WORK REQUIRED: Filter by the string "latest": return the lines of the material that contain it.

─── STUDY MATERIAL ───

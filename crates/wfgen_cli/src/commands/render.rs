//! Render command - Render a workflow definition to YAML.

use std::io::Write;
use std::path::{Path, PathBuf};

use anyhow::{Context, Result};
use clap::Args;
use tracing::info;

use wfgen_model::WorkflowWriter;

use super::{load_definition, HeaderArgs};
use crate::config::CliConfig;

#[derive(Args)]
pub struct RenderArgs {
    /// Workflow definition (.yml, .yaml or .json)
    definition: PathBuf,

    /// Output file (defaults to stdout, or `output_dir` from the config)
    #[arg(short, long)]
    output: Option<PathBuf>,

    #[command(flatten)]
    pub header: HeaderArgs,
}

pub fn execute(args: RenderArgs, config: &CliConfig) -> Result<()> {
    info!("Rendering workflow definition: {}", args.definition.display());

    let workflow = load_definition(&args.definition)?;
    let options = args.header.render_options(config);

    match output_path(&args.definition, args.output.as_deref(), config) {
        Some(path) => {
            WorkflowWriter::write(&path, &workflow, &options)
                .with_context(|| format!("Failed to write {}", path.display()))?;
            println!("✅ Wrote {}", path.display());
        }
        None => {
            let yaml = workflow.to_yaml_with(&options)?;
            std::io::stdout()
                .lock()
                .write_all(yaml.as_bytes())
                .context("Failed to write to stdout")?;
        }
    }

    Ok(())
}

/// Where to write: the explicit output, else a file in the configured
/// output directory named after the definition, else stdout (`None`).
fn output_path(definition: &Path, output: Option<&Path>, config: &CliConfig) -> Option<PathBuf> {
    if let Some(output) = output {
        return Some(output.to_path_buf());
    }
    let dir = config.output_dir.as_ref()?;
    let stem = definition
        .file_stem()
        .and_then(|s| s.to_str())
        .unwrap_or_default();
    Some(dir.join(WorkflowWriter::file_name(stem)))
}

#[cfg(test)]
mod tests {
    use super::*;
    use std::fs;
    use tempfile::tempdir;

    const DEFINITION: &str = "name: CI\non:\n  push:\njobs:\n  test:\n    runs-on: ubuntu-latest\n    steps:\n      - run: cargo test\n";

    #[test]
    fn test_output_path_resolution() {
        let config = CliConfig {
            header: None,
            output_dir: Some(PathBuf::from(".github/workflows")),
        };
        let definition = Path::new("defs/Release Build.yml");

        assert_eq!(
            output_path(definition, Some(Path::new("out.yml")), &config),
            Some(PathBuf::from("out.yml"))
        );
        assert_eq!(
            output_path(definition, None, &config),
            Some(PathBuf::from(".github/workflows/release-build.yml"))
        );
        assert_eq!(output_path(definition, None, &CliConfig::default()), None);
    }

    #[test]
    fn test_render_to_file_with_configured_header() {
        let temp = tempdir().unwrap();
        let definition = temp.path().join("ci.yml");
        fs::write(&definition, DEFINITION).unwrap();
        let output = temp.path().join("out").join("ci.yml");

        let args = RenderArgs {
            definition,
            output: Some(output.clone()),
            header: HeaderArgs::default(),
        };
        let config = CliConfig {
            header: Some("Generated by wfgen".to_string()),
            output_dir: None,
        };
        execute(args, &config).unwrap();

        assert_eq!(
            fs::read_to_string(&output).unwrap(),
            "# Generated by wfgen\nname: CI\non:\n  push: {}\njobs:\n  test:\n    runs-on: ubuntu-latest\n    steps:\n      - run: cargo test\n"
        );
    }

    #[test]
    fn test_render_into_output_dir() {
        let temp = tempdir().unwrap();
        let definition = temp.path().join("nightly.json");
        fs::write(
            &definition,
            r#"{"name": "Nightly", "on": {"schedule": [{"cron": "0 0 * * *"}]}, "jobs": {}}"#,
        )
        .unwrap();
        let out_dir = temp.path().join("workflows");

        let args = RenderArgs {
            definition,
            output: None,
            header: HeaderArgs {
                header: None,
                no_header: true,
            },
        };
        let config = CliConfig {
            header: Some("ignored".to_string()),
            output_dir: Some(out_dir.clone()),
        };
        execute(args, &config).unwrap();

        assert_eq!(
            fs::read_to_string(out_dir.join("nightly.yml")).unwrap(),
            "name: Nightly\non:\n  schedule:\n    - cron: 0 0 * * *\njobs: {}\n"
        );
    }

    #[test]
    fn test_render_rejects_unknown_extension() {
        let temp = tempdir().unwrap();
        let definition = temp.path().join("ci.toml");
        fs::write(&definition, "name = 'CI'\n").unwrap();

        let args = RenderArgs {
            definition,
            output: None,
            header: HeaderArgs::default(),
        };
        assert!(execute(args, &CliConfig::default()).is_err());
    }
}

───

COMPLETED EXERCISE:
    const DEFINITION: &str = "name: CI\non:\n  push:\njobs:\n  test:\n    runs-on: ubuntu-latest\n    steps:\n      - run: cargo test\n";
            "# Generated by wfgen\nname: CI\non:\n  push: {}\njobs:\n  test:\n    runs-on: ubuntu-latest\n    steps:\n      - run: cargo test\n"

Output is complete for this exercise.